DIFFERENTIAL ASSOCIATION OF NIEMANN-PICK C1 GENE POLYMORPHISMS WITH MATERNAL PREPREGNANCY OVERWEIGHT AND GESTATIONAL DIABETES

A genome-wide association study and later replication studies indicate that the human Niemann-Pick C1 gene (NPC1) is associated with obesity or diabetes independent of body weight. The objectives for this replication study were to determine frequencies for NPC1 polymorphisms (644A>G, 1926G>C, 2572A>G, and 3797G>A) in a diverse New Mexican obstetric population and evaluate whether these polymorphisms were associated with metabolic disease phenotypes (overweight, obesity, different forms of diabetes, HbA1c levels, and large for gestational age infants). Frequencies of certain NPC1 polymorphisms (1926G>C, 2572A>G, and 3797G>A) were significantly different between race/ethnic groups. The 2572A>G ancestral allele was associated (OR 4.94; 95% CI 3.30-5.87, P = 0.019) with gestational diabetes among non-Hispanic whites, while the derived allele was associated (OR 2.03; 95% CI 1.04-3.97, P = 0.039) with gestational diabetes among Mexican Americans.
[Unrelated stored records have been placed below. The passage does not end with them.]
//! TLS certificate loading for the listener.

use std::path::Path;

use axum_server::tls_rustls::RustlsConfig;

/// Load TLS configuration from certificate and key files.
pub async fn load_tls_config(
    cert_path: &Path,
    key_path: &Path,
) -> Result<RustlsConfig, std::io::Error> {
    if !cert_path.exists() {
        return Err(std::io::Error::new(
            std::io::ErrorKind::NotFound,
            format!("Certificate file not found: {:?}", cert_path),
        ));
    }
    if !key_path.exists() {
        return Err(std::io::Error::new(
            std::io::ErrorKind::NotFound,
            format!("Private key file not found: {:?}", key_path),
        ));
    }

    RustlsConfig::from_pem_file(cert_path, key_path).await
}
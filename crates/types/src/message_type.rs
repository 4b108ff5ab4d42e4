//! SCEP `messageType` attribute values (draft-gutmann-scep-19 §3.2.1.2).
//!
//! On the wire, `messageType` is a PrintableString carrying the decimal digits of one of
//! these codes, not a native INTEGER — see [`MessageType::to_wire`]/[`MessageType::from_wire`].

use std::fmt;

#[derive(Debug, Clone, Copy, PartialEq, Eq, Hash)]
pub enum MessageType {
    /// PKCS#10 enrollment request.
    PkcsReq,
    /// Certificate renewal request; same wire shape as PkcsReq but the signer must already
    /// chain to the CA.
    RenewalReq,
    /// Poll for a certificate whose issuance is still pending.
    CertPoll,
    /// Retrieve a previously issued certificate by issuer/serial.
    GetCert,
    /// Retrieve the current CRL.
    GetCrl,
    /// A CA reply (always a response, never a request).
    CertRep,
}

impl MessageType {
    pub const fn to_wire(self) -> u8 {
        match self {
            MessageType::CertRep => 3,
            MessageType::RenewalReq => 17,
            MessageType::CertPoll => 20,
            MessageType::GetCert => 21,
            MessageType::GetCrl => 22,
            MessageType::PkcsReq => 19,
        }
    }

    pub const fn from_wire(code: u8) -> Option<Self> {
        match code {
            3 => Some(MessageType::CertRep),
            17 => Some(MessageType::RenewalReq),
            19 => Some(MessageType::PkcsReq),
            20 => Some(MessageType::CertPoll),
            21 => Some(MessageType::GetCert),
            22 => Some(MessageType::GetCrl),
            _ => None,
        }
    }
}

impl fmt::Display for MessageType {
    fn fmt(&self, f: &mut fmt::Formatter<'_>) -> fmt::Result {
        write!(f, "{}", self.to_wire())
    }
}
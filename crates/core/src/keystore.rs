//! CA Keystore: persists and loads the CA private key and
//! self-signed certificate, and the monotonic serial counter that backs issuance.

use std::fs;
use std::io::Write as _;
use std::path::{Path, PathBuf};
use std::sync::Mutex;

use der::{Decode, Encode};
use pkcs8::{DecodePrivateKey, DecodePublicKey, EncodePrivateKey, EncodePublicKey, LineEnding};
use rand::rngs::OsRng;
use rsa::pkcs1v15::SigningKey;
use rsa::RsaPrivateKey;
use sha2::Sha256;
use signature::Keypair;
use spki::SubjectPublicKeyInfoOwned;
use x509_cert::builder::{Builder, CertificateBuilder, Profile};
use x509_cert::ext::pkix::{
    AuthorityKeyIdentifier, BasicConstraints, KeyUsage, KeyUsages, SubjectKeyIdentifier,
};
use x509_cert::name::Name;
use x509_cert::serial_number::SerialNumber;
use x509_cert::time::Validity;
use x509_cert::Certificate;

use crate::error::KeystoreError;

/// Storage collaborator for CA key material and the serial counter.
///
/// Implementations are responsible for making `store_serial` crash-safe: a caller that observes
/// a successful return has a durable guarantee that the value will be read back on the next
/// `load_serial`, even across a process restart.
pub trait CaStore: Send + Sync {
    fn exists(&self) -> Result<bool, KeystoreError>;
    fn load_key_and_cert(&self) -> Result<(RsaPrivateKey, Certificate), KeystoreError>;
    fn save_key_and_cert(&self, key: &RsaPrivateKey, cert: &Certificate) -> Result<(), KeystoreError>;
    fn load_serial(&self) -> Result<u64, KeystoreError>;
    fn store_serial(&self, next: u64) -> Result<(), KeystoreError>;
}

/// Flat-file `CaStore` rooted at a directory: `ca.key` (PKCS#8 PEM), `ca.pem` (X.509 PEM),
/// `serial` (ASCII decimal).
pub struct FileCaStore {
    root: PathBuf,
}

impl FileCaStore {
    pub fn new(root: impl Into<PathBuf>) -> Self {
        Self { root: root.into() }
    }

    fn key_path(&self) -> PathBuf {
        self.root.join("ca.key")
    }

    fn cert_path(&self) -> PathBuf {
        self.root.join("ca.pem")
    }

    fn serial_path(&self) -> PathBuf {
        self.root.join("serial")
    }

    /// Writes `contents` to `path` via a temp-file-then-rename so a crash mid-write never leaves
    /// a partially-written file behind.
    fn write_atomic(path: &Path, contents: &[u8]) -> Result<(), KeystoreError> {
        Self::write_atomic_with_mode(path, contents, None)
    }

    /// As [`Self::write_atomic`], additionally chmod-ing the file to `mode` on Unix before the
    /// rename — used for `ca.key`, which is written at `0600`.
    fn write_atomic_with_mode(
        path: &Path,
        contents: &[u8],
        #[cfg_attr(not(unix), allow(unused_variables))] mode: Option<u32>,
    ) -> Result<(), KeystoreError> {
        let dir = path.parent().unwrap_or_else(|| Path::new("."));
        fs::create_dir_all(dir)?;
        let tmp_path = dir.join(format!(
            ".{}.tmp",
            path.file_name().and_then(|n| n.to_str()).unwrap_or("scepd")
        ));
        {
            let mut tmp = fs::File::create(&tmp_path)?;
            tmp.write_all(contents)?;
            tmp.sync_all()?;
        }
        #[cfg(unix)]
        if let Some(mode) = mode {
            use std::os::unix::fs::PermissionsExt;
            fs::set_permissions(&tmp_path, fs::Permissions::from_mode(mode))?;
        }
        fs::rename(&tmp_path, path)?;
        Ok(())
    }
}

impl CaStore for FileCaStore {
    fn exists(&self) -> Result<bool, KeystoreError> {
        Ok(self.key_path().exists() && self.cert_path().exists())
    }

    fn load_key_and_cert(&self) -> Result<(RsaPrivateKey, Certificate), KeystoreError> {
        let key_pem = fs::read_to_string(self.key_path())?;
        let key = RsaPrivateKey::from_pkcs8_pem(&key_pem)
            .map_err(|e| KeystoreError::MalformedKey(e.to_string()))?;

        let cert_pem = fs::read_to_string(self.cert_path())?;
        let cert = pem_to_certificate(&cert_pem)
            .map_err(|e| KeystoreError::MalformedCertificate(e.to_string()))?;

        Ok((key, cert))
    }

    fn save_key_and_cert(&self, key: &RsaPrivateKey, cert: &Certificate) -> Result<(), KeystoreError> {
        let key_pem = key
            .to_pkcs8_pem(LineEnding::LF)
            .map_err(|e| KeystoreError::MalformedKey(e.to_string()))?;
        Self::write_atomic_with_mode(&self.key_path(), key_pem.as_bytes(), Some(0o600))?;

        let cert_pem = certificate_to_pem(cert)
            .map_err(|e| KeystoreError::MalformedCertificate(e.to_string()))?;
        Self::write_atomic(&self.cert_path(), cert_pem.as_bytes())?;

        Ok(())
    }

    fn load_serial(&self) -> Result<u64, KeystoreError> {
        let path = self.serial_path();
        if !path.exists() {
            return Ok(0);
        }
        let raw = fs::read_to_string(path)?;
        raw.trim()
            .parse::<u64>()
            .map_err(|e| KeystoreError::MalformedSerial(e.to_string()))
    }

    fn store_serial(&self, next: u64) -> Result<(), KeystoreError> {
        Self::write_atomic(&self.serial_path(), next.to_string().as_bytes())
    }
}

fn pem_to_certificate(pem: &str) -> Result<Certificate, String> {
    let (_label, der_bytes) =
        pem_rfc7468::decode_vec(pem.as_bytes()).map_err(|e| e.to_string())?;
    Certificate::from_der(&der_bytes).map_err(|e| e.to_string())
}

fn certificate_to_pem(cert: &Certificate) -> Result<String, String> {
    let der_bytes = cert.to_der().map_err(|e| e.to_string())?;
    pem_rfc7468::encode_string("CERTIFICATE", pem_rfc7468::LineEnding::LF, &der_bytes)
        .map_err(|e| e.to_string())
}

/// Configuration for bootstrapping a CA that was not found on disk.
pub struct BootstrapPolicy {
    pub key_bits: usize,
    pub common_name: String,
    pub lifetime_days: i64,
}

impl Default for BootstrapPolicy {
    fn default() -> Self {
        Self {
            key_bits: 2048,
            common_name: "SCEP CA".to_string(),
            lifetime_days: 3650,
        }
    }
}

/// A loaded (or freshly bootstrapped) CA: signing key, self-signed certificate, and the
/// serial-counter discipline used for issuance.
pub struct CaHandle {
    signing_key: SigningKey<Sha256>,
    certificate: Certificate,
    serial_lock: Mutex<()>,
}

impl CaHandle {
    /// Loads the CA from `store`, bootstrapping it under `policy` if it doesn't exist yet.
    ///
    /// Any failure here is fatal to startup — there is deliberately no path that silently
    /// regenerates a malformed keystore, since that would invalidate every certificate issued
    /// so far.
    pub fn open(store: &dyn CaStore, policy: &BootstrapPolicy) -> Result<Self, KeystoreError> {
        if store.exists()? {
            let (key, certificate) = store.load_key_and_cert()?;
            let signing_key = SigningKey::<Sha256>::new(key);
            return Ok(Self {
                signing_key,
                certificate,
                serial_lock: Mutex::new(()),
            });
        }

        tracing::info!(key_bits = policy.key_bits, "bootstrapping new CA keystore");
        let (signing_key, certificate) = bootstrap(policy)?;
        store.save_key_and_cert(signing_key.as_ref(), &certificate)?;
        store.store_serial(1)?;

        Ok(Self {
            signing_key,
            certificate,
            serial_lock: Mutex::new(()),
        })
    }

    pub fn certificate(&self) -> &Certificate {
        &self.certificate
    }

    pub fn certificate_der(&self) -> Result<Vec<u8>, der::Error> {
        self.certificate.to_der()
    }

    pub fn signing_key(&self) -> &SigningKey<Sha256> {
        &self.signing_key
    }

    pub fn private_key(&self) -> &RsaPrivateKey {
        self.signing_key.as_ref()
    }

    pub fn verifying_key(&self) -> rsa::pkcs1v15::VerifyingKey<Sha256> {
        self.signing_key.verifying_key()
    }

    pub fn subject(&self) -> &Name {
        &self.certificate.tbs_certificate.subject
    }

    /// Reserves and persists the next serial: the counter is durable before this call returns,
    /// so a caller that then fails to finish signing has merely burned a serial, not issued a
    /// duplicate.
    pub fn reserve_next_serial(&self, store: &dyn CaStore) -> Result<u64, KeystoreError> {
        let _guard = self.serial_lock.lock().expect("serial lock poisoned");
        let current = store.load_serial()?;
        let next = current.checked_add(1).unwrap_or(1);
        store.store_serial(next)?;
        Ok(next)
    }
}

fn bootstrap(policy: &BootstrapPolicy) -> Result<(SigningKey<Sha256>, Certificate), KeystoreError> {
    let mut rng = OsRng;
    let private_key = RsaPrivateKey::new(&mut rng, policy.key_bits)
        .map_err(|e| KeystoreError::KeyGeneration(e.to_string()))?;
    let signing_key = SigningKey::<Sha256>::new(private_key);

    let subject: Name = format!("CN={}", policy.common_name)
        .parse()
        .map_err(|e: der::Error| KeystoreError::CertificateBuild(e.to_string()))?;

    let spki_pem = signing_key
        .verifying_key()
        .to_public_key_pem(LineEnding::LF)
        .map_err(|e| KeystoreError::CertificateBuild(e.to_string()))?;
    let spki = SubjectPublicKeyInfoOwned::from_pem(&spki_pem)
        .map_err(|e| KeystoreError::CertificateBuild(e.to_string()))?;

    let validity = Validity::from_now(time::Duration::days(policy.lifetime_days))
        .map_err(|e| KeystoreError::CertificateBuild(e.to_string()))?;

    let serial = SerialNumber::from(1u64);

    // `Profile::Root` would emit BasicConstraints/SubjectKeyIdentifier/KeyUsage on its own, but
    // its KeyUsage is fixed at {keyCertSign, cRLSign} and lacks the digitalSignature bit §3/§4.1
    // requires — and the builder rejects a second KeyUsage extension once Root has already added
    // one. `Profile::Manual` adds none of the defaults, so every extension is added explicitly
    // here instead, self-signed (`issuer: None`).
    let mut builder = CertificateBuilder::new(
        Profile::Manual { issuer: None },
        serial,
        validity,
        subject,
        spki.clone(),
        &signing_key,
    )
    .map_err(|e| KeystoreError::CertificateBuild(e.to_string()))?;

    builder
        .add_extension(&BasicConstraints {
            ca: true,
            path_len_constraint: None,
        })
        .map_err(|e| KeystoreError::CertificateBuild(e.to_string()))?;
    builder
        .add_extension(&KeyUsage(
            KeyUsages::KeyCertSign | KeyUsages::CRLSign | KeyUsages::DigitalSignature,
        ))
        .map_err(|e| KeystoreError::CertificateBuild(e.to_string()))?;
    let ski = SubjectKeyIdentifier::try_from(spki.owned_to_ref())
        .map_err(|e| KeystoreError::CertificateBuild(e.to_string()))?;
    builder
        .add_extension(&ski)
        .map_err(|e| KeystoreError::CertificateBuild(e.to_string()))?;
    let aki = AuthorityKeyIdentifier::try_from(spki.owned_to_ref())
        .map_err(|e| KeystoreError::CertificateBuild(e.to_string()))?;
    builder
        .add_extension(&aki)
        .map_err(|e| KeystoreError::CertificateBuild(e.to_string()))?;

    let certificate = builder
        .build()
        .map_err(|e| KeystoreError::CertificateBuild(e.to_string()))?;

    Ok((signing_key, certificate))
}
Moreover, the 1926G>C ancestral allele was associated (OR 2.02; 95% CI 1.08-3.77, P = 0.027) with overweight (BMI 25.0ï??29.9 kg/m2) among non-Hispanic whites. The results also indicated a significant pairwise linkage disequilibrium between all four NPC1 polymorphisms and no significant deviation from Hardy-Weinberg equilibrium within race/ethnic groups. In conclusion, frequencies of certain NPC1 polymorphisms were different between race/ethnic groups and the 2572A>G alleles were differentially associated with gestational diabetes.